ALEXIS
OU LE TRAITÉ DU VAIN COMBAT
suivi de
LE COUP DE GRÂCE
MARGUERITE YOURCENAR
de l’Académie française
ALEXIS
OU LE TRAITE DU VAIN COMBAT
suivi de
LE COUP DE GRÂCE
GALLIMARD
Alexis : © Au Sans Pareil, 1929 pour la première édition.
© Éditions Gallimard, 1971 pour la présente édition.
Le Coup de Grâce : © Gallimard, 1939.
Alexis
ou
le Traité du Vain Combat
À lui-même
PRÉFACE
Alexis ou le Traité du Vain Combat parut en 1929 ; il est contemporain d’un certain moment de la littérature et des mœurs où un sujet jusque-là frappé d’interdit trouvait pour la première fois depuis des siècles sa pleine expression écrite. Près de trente-cinq ans se sont écoulés depuis sa publication : durant cette période, les idées, les coutumes sociales, les réactions du public se sont modifiées, moins d’ailleurs qu’on ne le croit ; certaines des opinions de l’auteur ont changé, ou auraient pu le faire. Ce n’est donc pas sans une certaine inquiétude que j’ai rouvert Alexis après ce long intervalle : je m’attendais à devoir apporter à ce texte un certain nombre de retouches, à faire le point d’un monde transformé.
Pourtant, à bien y réfléchir, ces modifications m’ont paru inutiles, sinon nuisibles ; sauf en ce qui concerne quelques inadvertances de style, ce petit livre a été laissé tel qu’il était, et ceci pour deux raisons qui, en apparence, s’opposent : l’une est le caractère très personnel d’une confidence étroitement reliée à un milieu, un temps, un pays maintenant disparu des cartes, imprégnée d’une vieille atmosphère d’Europe centrale et française à laquelle il eût été impossible de changer quoi que ce soit sans transformer l’acoustique du livre ; le second au contraire est le fait que ce récit, à en croire les réactions qu’il provoque encore, semble avoir gardé une sorte d’actualité, et même d’utilité pour quelques êtres.

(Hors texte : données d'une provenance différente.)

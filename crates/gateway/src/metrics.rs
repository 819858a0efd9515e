use axum::http::StatusCode;
use fusion::{FusionError, FusionReport};
use opentelemetry::{
    KeyValue, global,
    metrics::{Counter, Histogram},
};
use std::time::Duration;

const METER_NAME: &str = "gateway";

/// Request and fusion instruments, recorded through the global meter provider.
///
/// Without [`common::TelemetryGuard`] the global provider is a no-op.
#[derive(Clone)]
pub struct GatewayMetrics {
    requests: Counter<u64>,
    request_duration: Histogram<f64>,
    detections: Counter<u64>,
    suppressed: Counter<u64>,
    detector_failures: Counter<u64>,
}

impl GatewayMetrics {
    pub fn new() -> Self {
        let meter = global::meter(METER_NAME);
        let latency_buckets = [
            0.005, 0.01, 0.025, 0.05, 0.075, 0.1, 0.15, 0.2, 0.3, 0.5, 0.75, 1.0, 2.0, 5.0,
        ];

        Self {
            requests: meter
                .u64_counter("gateway_requests_total")
                .with_description("Detection requests by route and status")
                .build(),
            request_duration: meter
                .f64_histogram("gateway_request_duration_seconds")
                .with_description("Time from request receipt to response, decoding and inference included")
                .with_unit("s")
                .with_boundaries(latency_buckets.to_vec())
                .build(),
            detections: meter
                .u64_counter("gateway_detections_total")
                .with_description("Detections returned after fusion")
                .build(),
            suppressed: meter
                .u64_counter("gateway_suppressed_total")
                .with_description("Cross-model duplicates removed by fusion")
                .build(),
            detector_failures: meter
                .u64_counter("gateway_detector_failures_total")
                .with_description("Detector runs that failed or panicked")
                .build(),
        }
    }

    pub fn record_request(&self, route: &'static str, status: StatusCode, elapsed: Duration) {
        let attributes = [
            KeyValue::new("route", route),
            KeyValue::new("status", i64::from(status.as_u16())),
        ];
        self.requests.add(1, &attributes);
        self.request_duration.record(elapsed.as_secs_f64(), &attributes);
    }

    pub fn record_report(&self, report: &FusionReport) {
        self.detections.add(report.detections.len() as u64, &[]);
        self.suppressed.add(report.suppressed as u64, &[]);
        for model in &report.failed_models {
            self.record_detector_failure(model);
        }
    }

    pub fn record_error(&self, error: &FusionError) {
        for model in failed_detectors(error) {
            match model {
                Some(model) => self.record_detector_failure(model),
                None => self.detector_failures.add(1, &[]),
            }
        }
    }

    fn record_detector_failure(&self, model: &str) {
        self.detector_failures
            .add(1, &[KeyValue::new("model", model.to_string())]);
    }
}

impl Default for GatewayMetrics {
    fn default() -> Self {
        Self::new()
    }
}

/// One entry per detector run that failed, with its model when the error names it.
fn failed_detectors(error: &FusionError) -> Vec<Option<&str>> {
    match error {
        FusionError::Detector(err) if !err.is_configuration() => vec![err.model()],
        FusionError::AllDetectorsFailed { models } => {
            models.iter().map(|model| Some(model.as_str())).collect()
        }
        _ => Vec::new(),
    }
}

Bien que ce sujet jadis considéré comme illicite ait été de nos jours abondamment traité, et même exploité, par la littérature, acquérant ainsi une espèce de demi-droit de cité, il semble en effet que le problème intime d’Alexis ne soit guère aujourd’hui moins angoissant ou moins secret qu’autrefois, ni que la facilité relative, si différente de la liberté véritable, qui règne sur ce point dans certains milieux très restreints, ait fait autre chose que de créer dans l’ensemble du public un malentendu ou une prévention de plus. Il suffit de regarder attentivement autour de nous pour s’apercevoir que le drame d’Alexis et de Monique n’a pas cessé d’être vécu et continuera sans doute à l’être tant que le monde des réalités sensuelles demeurera barré de prohibitions dont les plus dangereuses peut-être sont celles du langage, hérissé d’obstacles qu’évitent ou que contournent sans trop de gêne la plupart des êtres, mais sur lesquels s’enferrent presque immanquablement les esprits scrupuleux et les cœurs purs. Les mœurs, quoi qu’on dise, ont trop peu changé pour que la donnée centrale de ce roman ait beaucoup vieilli.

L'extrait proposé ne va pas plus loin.